### Problem details
Across these entries, report how many lines include the string "SULPHUR", with nothing but the number.

Stored data
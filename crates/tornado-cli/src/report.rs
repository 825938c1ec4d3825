use std::io::{self, Write};
use tornado::core::models::traits::{HasAtoms, HasBonds, HasResidueSequence};
use tornado::workflows::analyze::{MoleculeAnalysis, StructureAnalysis};

/// Writes a human-readable summary of `analysis`, one block per molecule.
pub fn write_report(out: &mut impl Write, analysis: &StructureAnalysis) -> io::Result<()> {
    writeln!(
        out,
        "Analyzed {} molecule(s): {} atoms, {} bonds, {} base pairs, {} duplexes",
        analysis.molecules.len(),
        analysis.atom_count(),
        analysis.bond_count(),
        analysis.base_pair_count(),
        analysis.duplex_count()
    )?;
    for result in &analysis.molecules {
        write_molecule(out, result)?;
    }
    Ok(())
}

fn write_molecule(out: &mut impl Write, result: &MoleculeAnalysis) -> io::Result<()> {
    let molecule = &result.molecule;
    writeln!(
        out,
        "\nMolecule '{}' ({}): {} residues, {} atoms, {} bonds (dictionary {}, linkage {}, distance {})",
        molecule.chain_id,
        molecule.kind(),
        molecule.residue_count(),
        molecule.atom_count(),
        molecule.bond_count(),
        result.dictionary_bonds,
        result.linkage_bonds,
        result.distance_bonds
    )?;
    if !molecule.kind().is_nucleic_acid() {
        return Ok(());
    }

    let labels: Vec<String> = result
        .base_pairs
        .iter()
        .map(|pair| pair.label(molecule))
        .collect();
    writeln!(out, "  Base pairs ({}): {}", labels.len(), labels.join(" "))?;

    for (i, report) in result.duplexes.iter().enumerate() {
        writeln!(
            out,
            "  Duplex {}: {} base pairs over {} residues",
            i + 1,
            report.duplex.len(),
            report.duplex.residues().count()
        )?;
        match &report.geometry {
            Some(geometry) => {
                let o = geometry.axis.origin;
                let d = geometry.axis.direction;
                writeln!(
                    out,
                    "    axis origin ({:.3}, {:.3}, {:.3}) direction ({:.3}, {:.3}, {:.3}), length {:.2} Å, radius {:.2} Å",
                    o.x,
                    o.y,
                    o.z,
                    d.x,
                    d.y,
                    d.z,
                    geometry.length(),
                    geometry.cylinder.radius
                )?;
            }
            None => writeln!(out, "    geometry unavailable")?,
        }
    }
    Ok(())
}
use super::element::Element;
use nalgebra::Point3;

/// Alternate-location code used when a record has none.
pub const NO_ALT_LOC: char = ' ';

/// File-derived metadata carried by atoms that came from a coordinate file.
///
/// Atoms built directly in code usually have none of this, which is why
/// [`Atom::pdb_info`] is optional and queried once rather than assumed.
#[derive(Debug, Clone, PartialEq)]
pub struct PdbAtomInfo {
    /// Atom serial number from the source file, if present.
    pub serial: Option<u32>,
    /// Residue code as written in the file (e.g., "ALA", "  A").
    pub residue_name: String,
    /// Chain identifier (' ' when absent).
    pub chain_id: char,
    /// Residue sequence number.
    pub residue_number: i32,
    /// Insertion code (' ' when absent).
    pub insertion_code: char,
    /// Alternate-location code ([`NO_ALT_LOC`] when absent).
    pub alt_loc: char,
    pub occupancy: f64,
    pub temperature_factor: f64,
}

impl PdbAtomInfo {
    /// Two atoms share an alternate location only when their codes are identical;
    /// a blank code is its own location.
    pub fn alt_loc_compatible(&self, other: &PdbAtomInfo) -> bool {
        self.alt_loc == other.alt_loc
    }
}

/// A positioned atom.
///
/// The atom does not own its bonds; connectivity lives in the parent
/// [`Molecule`](super::molecule::Molecule). The owning residue is recorded as an
/// index into the molecule's residue sequence.
#[derive(Debug, Clone, PartialEq)]
pub struct Atom {
    /// Fixed-width atom name as written in the source (e.g., `" CA "`).
    pub name: String,
    /// The element this atom was constructed from.
    element: &'static Element,
    /// Cartesian coordinates in Ångströms.
    pub position: Point3<f64>,
    /// Index of the owning residue within the parent molecule, if any.
    pub(crate) residue: Option<usize>,
    pdb: Option<PdbAtomInfo>,
}

impl Atom {
    pub fn new(name: &str, element: &'static Element, position: Point3<f64>) -> Self {
        Self {
            name: name.to_string(),
            element,
            position,
            residue: None,
            pdb: None,
        }
    }

    pub fn with_pdb_info(mut self, info: PdbAtomInfo) -> Self {
        self.pdb = Some(info);
        self
    }

    pub fn element(&self) -> &'static Element {
        self.element
    }

    pub fn mass(&self) -> f64 {
        self.element.mass
    }

    pub fn covalent_radius(&self) -> f64 {
        self.element.covalent_radius
    }

    pub fn vdw_radius(&self) -> f64 {
        self.element.vdw_radius
    }

    pub fn residue_index(&self) -> Option<usize> {
        self.residue
    }

    pub fn pdb_info(&self) -> Option<&PdbAtomInfo> {
        self.pdb.as_ref()
    }

    pub fn alt_loc(&self) -> char {
        self.pdb.as_ref().map_or(NO_ALT_LOC, |info| info.alt_loc)
    }

    pub fn distance(&self, other: &Atom) -> f64 {
        nalgebra::distance(&self.position, &other.position)
    }
}
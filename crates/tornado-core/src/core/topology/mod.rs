//! # Residue Topology
//!
//! Static knowledge about residue types: which codes denote amino acids, nucleotides
//! and solvent ([`codes`]), which atom-name pairs are bonded within and between
//! residues ([`bonds`]), and the immutable [`registry::ResidueRegistry`] that ties
//! them together.
//!
//! The registry is built once through [`registry::RegistryBuilder`] and then passed
//! by reference to whatever needs to classify residues. Nothing here is mutated after
//! construction, so a registry can be shared freely across threads.

pub mod bonds;
pub mod codes;
pub mod registry;
use phf::phf_map;
use std::fmt;
use thiserror::Error;
use tracing::warn;

/// Physical constants for a chemical element.
///
/// Radii are in Ångströms and masses in daltons. Atoms hold a `&'static Element`,
/// so the radii seen by bond inference can never drift from the table below.
#[derive(Debug, Clone, Copy, PartialEq)]
pub struct Element {
    /// Full element name (e.g., "Carbon").
    pub name: &'static str,
    /// Periodic-table symbol with conventional capitalization (e.g., "Cl").
    pub symbol: &'static str,
    /// Atomic mass in daltons.
    pub mass: f64,
    /// Van der Waals radius in Ångströms.
    pub vdw_radius: f64,
    /// Covalent radius in Ångströms.
    pub covalent_radius: f64,
}

const fn element(
    name: &'static str,
    symbol: &'static str,
    mass: f64,
    vdw_radius: f64,
    covalent_radius: f64,
) -> Element {
    Element {
        name,
        symbol,
        mass,
        vdw_radius,
        covalent_radius,
    }
}

/// Placeholder used when a symbol cannot be resolved.
pub static UNKNOWN_ELEMENT: Element = element("Unknown", "?", 10.0, 1.50, 0.75);

static ELEMENTS: phf::Map<&'static str, Element> = phf_map! {
    "H" => element("Hydrogen", "H", 1.008, 1.20, 0.37),
    "LI" => element("Lithium", "Li", 6.941, 1.82, 1.34),
    "B" => element("Boron", "B", 10.811, 1.75, 0.82),
    "C" => element("Carbon", "C", 12.01, 1.70, 0.77),
    "N" => element("Nitrogen", "N", 14.01, 1.55, 0.75),
    "O" => element("Oxygen", "O", 16.00, 1.52, 0.73),
    "F" => element("Fluorine", "F", 19.00, 1.47, 0.71),
    "NA" => element("Sodium", "Na", 22.00, 2.27, 1.54),
    "MG" => element("Magnesium", "Mg", 24.00, 1.73, 1.30),
    "P" => element("Phosphorus", "P", 31.00, 1.80, 1.06),
    "S" => element("Sulfur", "S", 32.06, 1.80, 1.02),
    "CL" => element("Chlorine", "Cl", 35.453, 1.75, 0.99),
    "K" => element("Potassium", "K", 39.098, 2.75, 1.96),
    "CA" => element("Calcium", "Ca", 40.078, 1.94, 1.74),
    "MN" => element("Manganese", "Mn", 54.938, 1.61, 1.39),
    "FE" => element("Iron", "Fe", 55.845, 1.56, 1.25),
    "NI" => element("Nickel", "Ni", 58.693, 1.63, 1.21),
    "CU" => element("Copper", "Cu", 63.546, 1.40, 1.38),
    "ZN" => element("Zinc", "Zn", 65.409, 1.39, 1.31),
    "SE" => element("Selenium", "Se", 78.96, 1.90, 1.16),
    "BR" => element("Bromine", "Br", 79.904, 1.85, 1.14),
    "I" => element("Iodine", "I", 126.90, 1.98, 1.33),
};

static SYMBOLS_BY_NAME: phf::Map<&'static str, &'static str> = phf_map! {
    "HYDROGEN" => "H",
    "LITHIUM" => "LI",
    "BORON" => "B",
    "CARBON" => "C",
    "NITROGEN" => "N",
    "OXYGEN" => "O",
    "FLUORINE" => "F",
    "SODIUM" => "NA",
    "MAGNESIUM" => "MG",
    "PHOSPHORUS" => "P",
    "SULFUR" => "S",
    "SULPHUR" => "S",
    "CHLORINE" => "CL",
    "POTASSIUM" => "K",
    "CALCIUM" => "CA",
    "MANGANESE" => "MN",
    "IRON" => "FE",
    "NICKEL" => "NI",
    "COPPER" => "CU",
    "ZINC" => "ZN",
    "SELENIUM" => "SE",
    "BROMINE" => "BR",
    "IODINE" => "I",
};

#[derive(Debug, Clone, PartialEq, Eq, Error)]
#[error("Unknown element '{0}'")]
pub struct UnknownElementError(pub String);

impl Element {
    /// Looks up an element by symbol or full name, ignoring case and surrounding whitespace.
    pub fn lookup(name_or_symbol: &str) -> Result<&'static Element, UnknownElementError> {
        let key = name_or_symbol.trim().to_ascii_uppercase();
        ELEMENTS
            .get(key.as_str())
            .or_else(|| {
                SYMBOLS_BY_NAME
                    .get(key.as_str())
                    .and_then(|symbol| ELEMENTS.get(*symbol))
            })
            .ok_or_else(|| UnknownElementError(name_or_symbol.trim().to_string()))
    }

    /// Like [`Element::lookup`], but falls back to [`UNKNOWN_ELEMENT`] with a warning.
    pub fn resolve(name_or_symbol: &str) -> &'static Element {
        Self::lookup(name_or_symbol).unwrap_or_else(|e| {
            warn!(error = %e, "Falling back to placeholder element radii");
            &UNKNOWN_ELEMENT
        })
    }

    /// Infers an element from a fixed-width atom name such as `" CA "` or `"FE  "`.
    ///
    /// Names that start in the first column are tried as two-letter symbols first
    /// (`"MG  "`, `"CL1 "`). Otherwise the first alphabetic character is used, which
    /// skips the leading digit of hydrogen names like `"1HB "`.
    pub fn infer_from_atom_name(atom_name: &str) -> &'static Element {
        let mut chars = atom_name.chars();
        if let (Some(first), Some(second)) = (chars.next(), chars.next()) {
            if first.is_ascii_alphabetic() && second.is_ascii_alphabetic() {
                let two: String = [first, second].iter().collect();
                if let Ok(element) = Self::lookup(&two) {
                    return element;
                }
            }
        }

        match atom_name.chars().find(|c| c.is_ascii_alphabetic()) {
            Some(c) => Self::resolve(&c.to_string()),
            None => Self::resolve(atom_name),
        }
    }

    pub fn is_unknown(&self) -> bool {
        std::ptr::eq(self, &UNKNOWN_ELEMENT)
    }

    /// True for oxygen and nitrogen, the atoms that can form base-pair hydrogen bonds.
    pub fn is_polar(&self) -> bool {
        matches!(self.symbol, "O" | "N")
    }
}

impl fmt::Display for Element {
    fn fmt(&self, f: &mut fmt::Formatter<'_>) -> fmt::Result {
        f.write_str(self.symbol)
    }
}

/// Iterates over every tabulated element (excluding the placeholder).
pub fn known_elements() -> impl Iterator<Item = &'static Element> {
    ELEMENTS.values()
}

#[cfg(test)]
mod tests {
    use super::*;

    #[test]
    fn lookup_accepts_symbols_and_names_in_any_case() {
        assert_eq!(Element::lookup("c").unwrap().symbol, "C");
        assert_eq!(Element::lookup(" Cl ").unwrap().symbol, "Cl");
        assert_eq!(Element::lookup("nitrogen").unwrap().symbol, "N");
        assert_eq!(Element::lookup("SULPHUR").unwrap().symbol, "S");
    }

    #[test]
    fn lookup_reports_unknown_symbols() {
        let err = Element::lookup("Xx").unwrap_err();
        assert_eq!(err, UnknownElementError("Xx".to_string()));
    }

    #[test]
    fn resolve_falls_back_to_placeholder_radii() {
        let element = Element::resolve("Qq");
        assert!(element.is_unknown());
        assert_eq!(element.covalent_radius, 0.75);
        assert_eq!(element.vdw_radius, 1.50);
        assert_eq!(element.mass, 10.0);
    }

    #[test]
    fn carbon_constants_match_table() {
        let carbon = Element::lookup("C").unwrap();
        assert_eq!(carbon.mass, 12.01);
        assert_eq!(carbon.vdw_radius, 1.70);
        assert_eq!(carbon.covalent_radius, 0.77);
        assert!(!carbon.is_unknown());
    }

    #[test]
    fn infers_elements_from_padded_atom_names() {
        assert_eq!(Element::infer_from_atom_name(" CA ").symbol, "C");
        assert_eq!(Element::infer_from_atom_name(" N1 ").symbol, "N");
        assert_eq!(Element::infer_from_atom_name(" O3*").symbol, "O");
        assert_eq!(Element::infer_from_atom_name("1HB ").symbol, "H");
        assert_eq!(Element::infer_from_atom_name("MG  ").symbol, "Mg");
        assert_eq!(Element::infer_from_atom_name("FE  ").symbol, "Fe");
        assert_eq!(Element::infer_from_atom_name("HG21").symbol, "H");
    }

    #[test]
    fn polar_atoms_are_oxygen_and_nitrogen() {
        assert!(Element::lookup("O").unwrap().is_polar());
        assert!(Element::lookup("N").unwrap().is_polar());
        assert!(!Element::lookup("C").unwrap().is_polar());
        assert!(!Element::lookup("S").unwrap().is_polar());
    }

    #[test]
    fn known_elements_excludes_placeholder() {
        assert_eq!(known_elements().count(), 22);
        assert!(known_elements().all(|e| !e.is_unknown()));
    }
}
use super::base_pairs::BasePair;
use super::config::DuplexConfig;
use crate::core::geometry::Plane3D;
use crate::core::models::molecule::Molecule;
use crate::core::models::secondary::{SecondaryStructure, SecondaryStructureKind};
use std::collections::{BTreeMap, BTreeSet};
use tracing::{debug, info, instrument, trace};

/// Source label recorded on duplex annotations.
pub const DUPLEX_SOURCE: &str = "base-pair clustering";

/// One clustered helical region: its base pairs and the residues they reference.
#[derive(Debug, Clone, Default, PartialEq, Eq)]
pub struct Duplex {
    base_pairs: Vec<BasePair>,
    residues: BTreeSet<usize>,
}

impl Duplex {
    pub fn new() -> Self {
        Self::default()
    }

    pub fn add_base_pair(&mut self, pair: BasePair) {
        if self.base_pairs.contains(&pair) {
            return;
        }
        self.residues.insert(pair.residue1());
        self.residues.insert(pair.residue2());
        self.base_pairs.push(pair);
    }

    pub fn base_pairs(&self) -> &[BasePair] {
        &self.base_pairs
    }

    /// Residue indices in ascending order.
    pub fn residues(&self) -> impl Iterator<Item = usize> + '_ {
        self.residues.iter().copied()
    }

    pub fn len(&self) -> usize {
        self.base_pairs.len()
    }

    pub fn is_empty(&self) -> bool {
        self.base_pairs.is_empty()
    }

    pub fn contains_residue(&self, index: usize) -> bool {
        self.residues.contains(&index)
    }

    pub fn to_secondary_structure(&self) -> SecondaryStructure {
        let mut structure = SecondaryStructure::new(SecondaryStructureKind::Duplex, DUPLEX_SOURCE);
        for index in self.residues() {
            structure.add_residue(index);
        }
        structure
    }
}

/// Groups base pairs into antiparallel duplexes by single-linkage clustering.
///
/// Two base pairs are linkable when their phases (residue-number sums) lie within
/// `sequence_cutoff` of each other, their first and second residue numbers each
/// differ by at most `sequence_cutoff`, and their base-pair planes are parallel
/// within `plane_angle`. Clusters are the connected components of that relation,
/// grown greedily from the lowest unassigned pair; clusters smaller than
/// `min_base_pairs` are dropped. Overlapping helices are not split.
pub struct DuplexClusterer<'a> {
    config: &'a DuplexConfig,
}

impl<'a> DuplexClusterer<'a> {
    pub fn new(config: &'a DuplexConfig) -> Self {
        Self { config }
    }

    fn links(&self, molecule: &Molecule, pairs: &[BasePair]) -> BTreeMap<usize, BTreeSet<usize>> {
        let planes: Vec<Option<Plane3D>> = pairs
            .iter()
            .map(|pair| match pair.base_plane(molecule) {
                Ok(plane) => Some(plane),
                Err(e) => {
                    trace!(pair = %pair.label(molecule), error = %e, "Base pair has no plane");
                    None
                }
            })
            .collect();
        let numbers: Vec<(i32, i32)> = pairs.iter().map(|p| p.numbers(molecule)).collect();

        let mut by_phase: BTreeMap<i32, Vec<usize>> = BTreeMap::new();
        for (index, (n1, n2)) in numbers.iter().enumerate() {
            by_phase.entry(n1 + n2).or_default().push(index);
        }

        let cutoff = self.config.sequence_cutoff;
        let min_alignment = self.config.plane_angle.to_radians().cos();
        let mut links: BTreeMap<usize, BTreeSet<usize>> = BTreeMap::new();

        for (index, &(n1, n2)) in numbers.iter().enumerate() {
            let Some(plane) = &planes[index] else { continue };
            let phase = n1 + n2;
            for (_, others) in by_phase.range(phase - cutoff..=phase + cutoff) {
                for &other in others {
                    if other <= index {
                        continue;
                    }
                    let (m1, m2) = numbers[other];
                    if (n1 - m1).abs() > cutoff || (n2 - m2).abs() > cutoff {
                        continue;
                    }
                    let Some(other_plane) = &planes[other] else {
                        continue;
                    };
                    if plane.normal_alignment(other_plane) < min_alignment {
                        continue;
                    }
                    links.entry(index).or_default().insert(other);
                    links.entry(other).or_default().insert(index);
                }
            }
        }
        links
    }

    /// Clusters `pairs` into duplexes. The same input always yields the same clusters.
    #[instrument(skip_all, name = "duplex_clustering", fields(chain = %molecule.chain_id))]
    pub fn cluster(&self, molecule: &Molecule, pairs: &[BasePair]) -> Vec<Duplex> {
        let links = self.links(molecule, pairs);
        let mut unassigned: BTreeSet<usize> = links.keys().copied().collect();
        let mut duplexes = Vec::new();

        while let Some(start) = unassigned.pop_first() {
            let mut fresh = BTreeSet::from([start]);
            let mut stale = BTreeSet::new();
            let mut members = Vec::new();

            while let Some(current) = fresh.pop_first() {
                members.push(current);
                unassigned.remove(&current);
                stale.insert(current);
                for &neighbor in links.get(&current).into_iter().flatten() {
                    if !stale.contains(&neighbor) {
                        fresh.insert(neighbor);
                    }
                }
            }

            if members.len() < self.config.min_base_pairs {
                debug!(size = members.len(), "Discarding undersized base-pair cluster");
                continue;
            }
            members.sort_unstable();
            let mut duplex = Duplex::new();
            for index in members {
                duplex.add_base_pair(pairs[index]);
            }
            duplexes.push(duplex);
        }

        info!(
            base_pairs = pairs.len(),
            duplexes = duplexes.len(),
            "Duplex clustering complete."
        );
        duplexes
    }
}
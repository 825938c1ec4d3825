pub mod analyze;
pub mod defaults;
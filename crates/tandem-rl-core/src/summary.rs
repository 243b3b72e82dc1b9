//! Scalar diagnostics emitted by agents and algorithms

use std::sync::Mutex;

use chrono::{DateTime, Utc};
use serde::{Deserialize, Serialize};
use tracing::debug;

use crate::tensor::{self, Tensor};

/// Destination for scalar summaries
pub trait SummarySink: Send + Sync {
    /// Record `value` under `tag`
    fn scalar(&self, tag: &str, value: f32);
}

/// Record the mean of a tensor
pub fn summarize_tensor(sink: &dyn SummarySink, tag: &str, value: &Tensor) {
    sink.scalar(tag, tensor::mean(value));
}

/// Sink that emits summaries as `tracing` events
#[derive(Debug, Clone, Copy, Default)]
pub struct TracingSink;

impl SummarySink for TracingSink {
    fn scalar(&self, tag: &str, value: f32) {
        debug!(target: "tandem::summary", tag, value, "summary");
    }
}

/// One recorded summary
#[derive(Debug, Clone, PartialEq, Serialize, Deserialize)]
pub struct SummaryRecord {
    /// Summary tag such as `reward/overall`
    pub tag: String,
    /// Recorded value
    pub value: f32,
    /// Wall-clock time of recording
    pub recorded_at: DateTime<Utc>,
}

/// Sink that keeps every summary in memory
#[derive(Debug, Default)]
pub struct MemorySink {
    records: Mutex<Vec<SummaryRecord>>,
}

impl MemorySink {
    /// Empty sink
    #[must_use]
    pub fn new() -> Self {
        Self::default()
    }

    /// Copy of everything recorded so far
    #[must_use]
    pub fn records(&self) -> Vec<SummaryRecord> {
        self.records
            .lock()
            .map(|r| r.clone())
            .unwrap_or_default()
    }

    /// Tags recorded so far, in order
    #[must_use]
    pub fn tags(&self) -> Vec<String> {
        self.records().into_iter().map(|r| r.tag).collect()
    }

    /// Most recent value recorded under `tag`
    #[must_use]
    pub fn last(&self, tag: &str) -> Option<f32> {
        self.records()
            .into_iter()
            .rev()
            .find(|r| r.tag == tag)
            .map(|r| r.value)
    }

    /// Forget everything recorded so far
    pub fn clear(&self) {
        if let Ok(mut records) = self.records.lock() {
            records.clear();
        }
    }
}

impl SummarySink for MemorySink {
    fn scalar(&self, tag: &str, value: f32) {
        if let Ok(mut records) = self.records.lock() {
            records.push(SummaryRecord {
                tag: tag.to_string(),
                value,
                recorded_at: Utc::now(),
            });
        }
    }
}

#[cfg(test)]
mod tests {
    use super::*;

    #[test]
    fn test_memory_sink_keeps_order_and_latest_value() {
        let sink = MemorySink::new();
        sink.scalar("reward/icm", 0.5);
        summarize_tensor(&sink, "reward/overall", &tensor::from_shape_vec(&[2], vec![1.0, 3.0]).unwrap());
        sink.scalar("reward/icm", 0.7);

        assert_eq!(sink.tags(), vec!["reward/icm", "reward/overall", "reward/icm"]);
        assert_eq!(sink.last("reward/overall"), Some(2.0));
        assert_eq!(sink.last("reward/icm"), Some(0.7));
        assert_eq!(sink.last("loss/total"), None);

        sink.clear();
        assert!(sink.records().is_empty());
    }
}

### Worked solution
2